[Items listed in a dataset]
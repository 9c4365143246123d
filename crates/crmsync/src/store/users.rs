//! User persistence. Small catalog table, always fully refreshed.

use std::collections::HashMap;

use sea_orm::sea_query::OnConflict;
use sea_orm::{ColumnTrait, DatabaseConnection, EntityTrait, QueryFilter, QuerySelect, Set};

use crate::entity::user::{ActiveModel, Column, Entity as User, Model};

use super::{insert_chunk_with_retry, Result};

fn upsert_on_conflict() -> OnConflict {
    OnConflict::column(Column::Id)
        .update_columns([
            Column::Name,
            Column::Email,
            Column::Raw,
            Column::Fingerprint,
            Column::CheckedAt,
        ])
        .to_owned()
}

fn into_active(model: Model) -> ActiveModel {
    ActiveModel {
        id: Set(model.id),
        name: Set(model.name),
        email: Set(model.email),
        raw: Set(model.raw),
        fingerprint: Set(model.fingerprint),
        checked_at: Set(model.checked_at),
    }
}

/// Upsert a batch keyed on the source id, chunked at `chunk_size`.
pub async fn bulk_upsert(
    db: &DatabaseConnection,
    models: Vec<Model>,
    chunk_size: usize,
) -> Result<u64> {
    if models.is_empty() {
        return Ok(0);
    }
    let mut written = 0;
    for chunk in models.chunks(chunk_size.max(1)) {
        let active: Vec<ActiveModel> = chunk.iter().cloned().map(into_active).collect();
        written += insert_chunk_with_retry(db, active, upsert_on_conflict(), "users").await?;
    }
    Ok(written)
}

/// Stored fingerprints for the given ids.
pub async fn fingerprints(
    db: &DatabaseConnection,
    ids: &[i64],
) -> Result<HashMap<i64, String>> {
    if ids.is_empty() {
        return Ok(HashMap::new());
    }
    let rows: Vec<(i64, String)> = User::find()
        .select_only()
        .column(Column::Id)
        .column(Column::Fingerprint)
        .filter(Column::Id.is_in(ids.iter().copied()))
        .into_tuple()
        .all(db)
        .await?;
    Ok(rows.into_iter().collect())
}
==
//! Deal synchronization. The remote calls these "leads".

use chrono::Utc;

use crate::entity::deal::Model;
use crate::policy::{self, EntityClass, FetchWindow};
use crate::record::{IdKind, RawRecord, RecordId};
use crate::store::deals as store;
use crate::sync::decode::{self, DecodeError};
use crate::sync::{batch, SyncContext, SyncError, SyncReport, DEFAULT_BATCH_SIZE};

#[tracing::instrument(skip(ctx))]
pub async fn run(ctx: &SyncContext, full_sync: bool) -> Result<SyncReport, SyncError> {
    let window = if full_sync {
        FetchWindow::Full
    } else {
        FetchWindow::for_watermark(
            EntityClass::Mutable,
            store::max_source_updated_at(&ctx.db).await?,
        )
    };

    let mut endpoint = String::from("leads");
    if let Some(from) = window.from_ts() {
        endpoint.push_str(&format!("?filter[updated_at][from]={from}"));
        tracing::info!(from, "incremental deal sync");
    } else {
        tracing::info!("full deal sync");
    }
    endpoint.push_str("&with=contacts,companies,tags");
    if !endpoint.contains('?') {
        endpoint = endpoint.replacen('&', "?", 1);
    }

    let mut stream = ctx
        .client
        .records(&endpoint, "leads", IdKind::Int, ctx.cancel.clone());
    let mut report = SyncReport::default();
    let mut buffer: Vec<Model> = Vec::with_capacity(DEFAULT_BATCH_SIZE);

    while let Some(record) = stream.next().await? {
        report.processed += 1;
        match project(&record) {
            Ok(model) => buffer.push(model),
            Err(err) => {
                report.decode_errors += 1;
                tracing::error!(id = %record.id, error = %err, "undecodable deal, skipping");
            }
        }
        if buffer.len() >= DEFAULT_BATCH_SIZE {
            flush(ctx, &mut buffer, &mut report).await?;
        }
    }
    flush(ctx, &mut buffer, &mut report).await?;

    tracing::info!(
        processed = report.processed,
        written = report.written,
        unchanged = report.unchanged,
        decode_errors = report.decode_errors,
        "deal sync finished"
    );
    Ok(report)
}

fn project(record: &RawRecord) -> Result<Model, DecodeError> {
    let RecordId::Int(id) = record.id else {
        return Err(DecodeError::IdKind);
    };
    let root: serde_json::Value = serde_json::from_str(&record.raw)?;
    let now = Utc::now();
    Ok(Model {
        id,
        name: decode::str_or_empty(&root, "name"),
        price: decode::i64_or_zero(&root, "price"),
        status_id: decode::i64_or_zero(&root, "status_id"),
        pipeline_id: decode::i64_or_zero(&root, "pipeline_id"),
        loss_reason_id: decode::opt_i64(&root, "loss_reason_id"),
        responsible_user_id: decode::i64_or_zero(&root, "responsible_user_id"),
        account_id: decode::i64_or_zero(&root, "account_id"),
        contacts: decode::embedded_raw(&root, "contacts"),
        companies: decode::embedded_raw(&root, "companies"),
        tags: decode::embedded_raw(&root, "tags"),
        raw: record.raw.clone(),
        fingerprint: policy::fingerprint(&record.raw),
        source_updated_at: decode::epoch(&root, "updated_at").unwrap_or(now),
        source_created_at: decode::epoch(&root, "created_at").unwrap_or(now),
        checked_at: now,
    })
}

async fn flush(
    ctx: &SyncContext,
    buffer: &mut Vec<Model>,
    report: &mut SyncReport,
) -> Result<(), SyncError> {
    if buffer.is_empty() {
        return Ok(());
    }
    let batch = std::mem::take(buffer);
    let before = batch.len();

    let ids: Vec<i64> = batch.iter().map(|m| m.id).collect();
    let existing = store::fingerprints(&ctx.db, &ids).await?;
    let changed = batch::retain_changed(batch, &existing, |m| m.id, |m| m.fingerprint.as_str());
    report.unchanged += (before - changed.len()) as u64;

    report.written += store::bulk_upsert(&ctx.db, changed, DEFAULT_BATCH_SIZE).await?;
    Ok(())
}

### TASK OBJECTIVE
Locate the word "companies" in the data above. Copy every line carrying it.

### TASK SOLUTION
    endpoint.push_str("&with=contacts,companies,tags");
        companies: decode::embedded_raw(&root, "companies"),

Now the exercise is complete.